--- SOURCE DATA Enclosed Below ---

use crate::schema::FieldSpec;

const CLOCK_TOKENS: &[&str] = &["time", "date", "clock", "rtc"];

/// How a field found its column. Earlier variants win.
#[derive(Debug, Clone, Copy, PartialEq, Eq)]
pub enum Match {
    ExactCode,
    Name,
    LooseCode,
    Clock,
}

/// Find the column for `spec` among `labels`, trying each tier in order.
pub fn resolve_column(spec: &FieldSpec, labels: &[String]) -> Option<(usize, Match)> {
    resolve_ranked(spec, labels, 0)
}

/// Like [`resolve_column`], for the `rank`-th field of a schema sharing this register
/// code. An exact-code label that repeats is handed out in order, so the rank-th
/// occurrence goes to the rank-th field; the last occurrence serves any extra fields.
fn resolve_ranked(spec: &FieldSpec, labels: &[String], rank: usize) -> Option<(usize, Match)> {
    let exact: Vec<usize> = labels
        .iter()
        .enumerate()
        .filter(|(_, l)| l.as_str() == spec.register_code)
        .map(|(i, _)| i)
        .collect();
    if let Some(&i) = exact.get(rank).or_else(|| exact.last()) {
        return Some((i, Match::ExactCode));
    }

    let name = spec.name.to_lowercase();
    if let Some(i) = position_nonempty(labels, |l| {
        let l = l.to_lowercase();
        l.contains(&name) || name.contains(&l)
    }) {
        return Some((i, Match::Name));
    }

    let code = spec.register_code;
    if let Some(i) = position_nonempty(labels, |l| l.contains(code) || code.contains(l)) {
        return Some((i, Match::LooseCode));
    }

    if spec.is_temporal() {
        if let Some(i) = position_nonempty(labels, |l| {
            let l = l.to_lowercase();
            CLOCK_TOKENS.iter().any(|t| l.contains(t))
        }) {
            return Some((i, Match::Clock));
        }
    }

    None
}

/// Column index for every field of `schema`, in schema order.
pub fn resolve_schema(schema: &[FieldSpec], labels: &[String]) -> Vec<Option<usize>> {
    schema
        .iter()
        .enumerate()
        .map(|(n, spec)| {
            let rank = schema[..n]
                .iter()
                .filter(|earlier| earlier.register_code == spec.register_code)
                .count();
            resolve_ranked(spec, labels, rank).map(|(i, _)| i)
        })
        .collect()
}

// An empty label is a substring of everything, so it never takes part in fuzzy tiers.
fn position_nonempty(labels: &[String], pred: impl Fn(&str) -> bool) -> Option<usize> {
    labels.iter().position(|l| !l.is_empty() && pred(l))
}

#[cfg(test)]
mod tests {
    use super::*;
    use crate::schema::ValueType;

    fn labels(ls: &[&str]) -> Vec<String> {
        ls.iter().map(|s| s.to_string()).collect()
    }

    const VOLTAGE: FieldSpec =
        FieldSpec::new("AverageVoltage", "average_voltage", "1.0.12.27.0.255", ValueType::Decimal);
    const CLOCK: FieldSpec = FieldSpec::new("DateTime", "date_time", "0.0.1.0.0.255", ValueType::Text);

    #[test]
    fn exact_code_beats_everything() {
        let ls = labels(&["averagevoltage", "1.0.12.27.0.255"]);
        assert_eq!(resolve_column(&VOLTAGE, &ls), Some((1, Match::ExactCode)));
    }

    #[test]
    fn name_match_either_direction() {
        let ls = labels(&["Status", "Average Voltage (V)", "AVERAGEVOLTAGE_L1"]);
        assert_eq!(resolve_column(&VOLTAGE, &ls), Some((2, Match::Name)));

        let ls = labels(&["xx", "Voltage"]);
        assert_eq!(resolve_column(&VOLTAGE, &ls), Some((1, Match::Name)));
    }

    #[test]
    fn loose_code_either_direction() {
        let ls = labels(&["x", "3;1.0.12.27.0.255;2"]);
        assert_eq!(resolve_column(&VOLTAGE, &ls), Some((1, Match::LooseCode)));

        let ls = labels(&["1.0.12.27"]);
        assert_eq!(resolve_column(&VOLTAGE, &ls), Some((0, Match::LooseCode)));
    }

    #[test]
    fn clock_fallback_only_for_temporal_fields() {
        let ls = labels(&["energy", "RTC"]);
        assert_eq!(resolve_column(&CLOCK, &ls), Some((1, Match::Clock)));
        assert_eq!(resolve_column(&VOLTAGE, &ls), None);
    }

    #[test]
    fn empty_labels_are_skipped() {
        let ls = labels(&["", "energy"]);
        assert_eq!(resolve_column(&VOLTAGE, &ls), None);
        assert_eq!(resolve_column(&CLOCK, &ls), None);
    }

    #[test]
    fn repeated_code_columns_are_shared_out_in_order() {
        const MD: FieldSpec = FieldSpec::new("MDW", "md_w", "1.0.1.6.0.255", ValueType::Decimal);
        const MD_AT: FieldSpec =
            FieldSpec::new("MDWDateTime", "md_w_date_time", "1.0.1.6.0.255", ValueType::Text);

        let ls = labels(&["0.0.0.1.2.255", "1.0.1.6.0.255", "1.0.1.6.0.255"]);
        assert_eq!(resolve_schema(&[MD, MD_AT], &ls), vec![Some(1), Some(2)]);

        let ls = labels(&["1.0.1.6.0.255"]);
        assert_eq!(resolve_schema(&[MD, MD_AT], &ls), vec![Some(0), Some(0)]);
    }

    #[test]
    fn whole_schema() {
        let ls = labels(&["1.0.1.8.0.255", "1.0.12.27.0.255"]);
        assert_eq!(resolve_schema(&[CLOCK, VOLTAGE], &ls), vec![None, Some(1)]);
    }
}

--- End of Enclosed SOURCE DATA ---
--- SOURCE DATA Enclosed Below ---

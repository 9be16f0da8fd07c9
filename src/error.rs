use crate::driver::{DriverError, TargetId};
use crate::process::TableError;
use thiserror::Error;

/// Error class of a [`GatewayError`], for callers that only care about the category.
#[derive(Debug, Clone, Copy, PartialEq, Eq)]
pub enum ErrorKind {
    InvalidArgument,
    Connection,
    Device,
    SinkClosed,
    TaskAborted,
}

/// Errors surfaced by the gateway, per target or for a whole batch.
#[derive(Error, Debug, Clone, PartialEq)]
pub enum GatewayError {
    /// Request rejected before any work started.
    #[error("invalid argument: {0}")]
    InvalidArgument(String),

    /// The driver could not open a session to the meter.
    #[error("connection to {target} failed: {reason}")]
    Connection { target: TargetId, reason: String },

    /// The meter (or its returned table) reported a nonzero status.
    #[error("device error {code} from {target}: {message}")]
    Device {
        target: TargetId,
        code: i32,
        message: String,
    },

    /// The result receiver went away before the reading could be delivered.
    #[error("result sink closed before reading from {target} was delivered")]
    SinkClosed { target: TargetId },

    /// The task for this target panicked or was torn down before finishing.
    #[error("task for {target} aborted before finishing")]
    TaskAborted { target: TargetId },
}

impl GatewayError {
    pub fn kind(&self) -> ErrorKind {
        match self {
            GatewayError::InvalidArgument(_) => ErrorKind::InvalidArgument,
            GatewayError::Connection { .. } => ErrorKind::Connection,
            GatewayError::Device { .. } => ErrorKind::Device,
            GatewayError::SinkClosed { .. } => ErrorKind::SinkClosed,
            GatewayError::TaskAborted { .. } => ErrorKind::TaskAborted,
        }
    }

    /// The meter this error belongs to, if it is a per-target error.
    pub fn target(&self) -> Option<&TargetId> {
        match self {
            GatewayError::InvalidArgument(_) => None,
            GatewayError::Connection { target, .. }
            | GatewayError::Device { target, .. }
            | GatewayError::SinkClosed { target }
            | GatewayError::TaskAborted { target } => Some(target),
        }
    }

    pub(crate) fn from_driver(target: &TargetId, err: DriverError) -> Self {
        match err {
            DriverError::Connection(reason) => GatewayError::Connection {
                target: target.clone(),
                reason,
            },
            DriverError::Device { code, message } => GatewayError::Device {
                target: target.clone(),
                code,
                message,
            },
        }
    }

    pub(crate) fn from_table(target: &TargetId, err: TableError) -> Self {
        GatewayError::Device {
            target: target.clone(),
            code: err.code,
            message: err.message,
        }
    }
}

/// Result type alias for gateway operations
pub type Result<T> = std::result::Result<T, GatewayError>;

--- End of Enclosed SOURCE DATA ---

From the entries above, return exactly the line containing "pub fn target(&self)", the line containing "pub type Result<T>", and all lines between, and nothing else.

    pub fn target(&self) -> Option<&TargetId> {
        match self {
            GatewayError::InvalidArgument(_) => None,
            GatewayError::Connection { target, .. }
            | GatewayError::Device { target, .. }
            | GatewayError::SinkClosed { target }
            | GatewayError::TaskAborted { target } => Some(target),
        }
    }

    pub(crate) fn from_driver(target: &TargetId, err: DriverError) -> Self {
        match err {
            DriverError::Connection(reason) => GatewayError::Connection {
                target: target.clone(),
                reason,
            },
            DriverError::Device { code, message } => GatewayError::Device {
                target: target.clone(),
                code,
                message,
            },
        }
    }

    pub(crate) fn from_table(target: &TargetId, err: TableError) -> Self {
        GatewayError::Device {
            target: target.clone(),
            code: err.code,
            message: err.message,
        }
    }
}

/// Result type alias for gateway operations
pub type Result<T> = std::result::Result<T, GatewayError>;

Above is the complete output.